Résultats, à 1 an, le niveau tensionnel a baissé dans les trois bras de l'étude. Mais la réduction est significativement plus importante même après ajustements dans chacun des deux groupes automesure comparativement au groupe traditionnel. Les pressions artérielles systoliques sont respectivement réduites de 3,5 mm Hg (sans télémonitoring) et 4,7 mm Hg (avec télémonitoring) comparativement au bras contrôle. Et la comparaison entre les bras "avec" et "sans" télémonitoring n'est pas significative.
Un résultat sans faille aux conséquences importantes en pratique clinique
C'est l'étude la plus aboutie jamais menée sur la question. Et elle est très démonstrative. C'est une bonne nouvelle pour tous les hypertensiologues, tout particulièrement français, en croisade depuis de nombreuses années pour l'automesure. Ce résultat ouvre en outre la porte à une délégation de tâches en termes d'évaluation du niveau tensionnel. Il devrait venir modifier rapidement nos pratiques et être intégré aux futures recommandations.

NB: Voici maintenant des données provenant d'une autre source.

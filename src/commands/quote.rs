use anyhow::Result;
use colored::Colorize;
use prospect_pricing::{
    pricing::{compute_pricing_from_input, BalanceBanner, Locale, PlanTable, QuoteSummary},
    session::Balance,
};
use rust_decimal::Decimal;
use std::path::Path;

/// Execute the quote command
pub fn execute(
    config_path: &Path,
    count: &str,
    balance: Decimal,
    admin: bool,
    locale: Option<&str>,
) -> Result<()> {
    let table = super::load_plan_table(config_path)?;
    let locale = match locale {
        Some(tag) => tag.parse().map_err(anyhow::Error::msg)?,
        None => table.default_locale(),
    };
    let balance = if admin {
        Balance::Unlimited
    } else {
        Balance::Amount(balance)
    };

    print!("{}", render_quote(&table, count, balance, locale));
    Ok(())
}

fn render_quote(table: &PlanTable, count: &str, balance: Balance, locale: Locale) -> String {
    let outcome = compute_pricing_from_input(count, balance.available(), table, locale);
    let summary = QuoteSummary::from_outcome(&outcome, balance);

    let mut out = String::new();
    match &outcome {
        Ok(result) => {
            out.push_str(&format!("{}: {}\n", "Plan".cyan(), result.display_name.bold()));
            out.push_str(&format!(
                "{}: {} ({} extra)\n",
                "Prospects/day".cyan(),
                result.prospects,
                result.extra_prospects
            ));
            out.push_str(&format!("{}: ${:.2}\n", "Total".cyan(), summary.total_cost));
        }
        Err(err) => {
            out.push_str(&format!("{} {}\n", "✗".red(), err));
        }
    }

    out.push_str(&format!("{}: {}\n", "Balance".cyan(), balance));
    let banner = match summary.banner {
        BalanceBanner::Sufficient { remaining: Some(remaining) } => {
            format!("✓ Sufficient balance, ${:.2} remaining", remaining).green()
        }
        BalanceBanner::Sufficient { remaining: None } => "✓ Unlimited balance".green(),
        BalanceBanner::Insufficient { recharge } => {
            format!("✗ Insufficient balance, recharge ${:.2}", recharge).red()
        }
        BalanceBanner::Neutral => "Enter a valid prospect count".dimmed(),
    };
    out.push_str(&format!("{}\n", banner));

    out
}

#[cfg(test)]
mod tests {
    use super::*;
    use rust_decimal_macros::dec;

    #[test]
    fn test_render_quote_insufficient() {
        colored::control::set_override(false);
        let text = render_quote(
            &PlanTable::observed(),
            "14",
            Balance::Amount(dec!(500)),
            Locale::En,
        );

        assert!(text.contains("Custom"));
        assert!(text.contains("$521.50"));
        assert!(text.contains("recharge $21.50"));
    }

    #[test]
    fn test_render_quote_invalid_input() {
        colored::control::set_override(false);
        let text = render_quote(&PlanTable::observed(), "abc", Balance::Unlimited, Locale::Es);

        assert!(text.contains("Enter a valid prospect count"));
        assert!(!text.contains("Total"));
    }
}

Depuis 20 ans la place de l'automesure est en discussion. En 2004, l'HAS préconisait de ne pas débuter le traitement avant une évaluation par automesure. En 2013 la société française d'hypertension (SFHTA), puis l'HAS en 2016, sont allées plus loin, passant d'une préconisation à une recommandation formelle. On devrait demain aller encore plus loin. L'automesure a très manifestement sa place dans le suivi et l'adaptation de traitement. Elle y fait même mieux à 1 an de suivi que la mesure traditionnelle au cabinet. Reste à définir à quel rythme ces automesures doivent être pratiquées. Un rythme mensuel est peut-être un peu ambitieux pour l'ensemble des hypertendus. En revanche, un rythme trimestriel paraît tout à fait raisonnable. Sous réserve toutefois de bien recommander aux patients de contacter leur médecin sans attendre, dès que les chiffres tensionnels ne sont pas bons.
(1) R JC Magnus et al. Efficacy of self-monitored blood pressure, with or without telemonitoring, for titration of antihypertensive medication (TASMINH4): an unmasked randomised controlled trial. Lancet 2018; 391:949–59.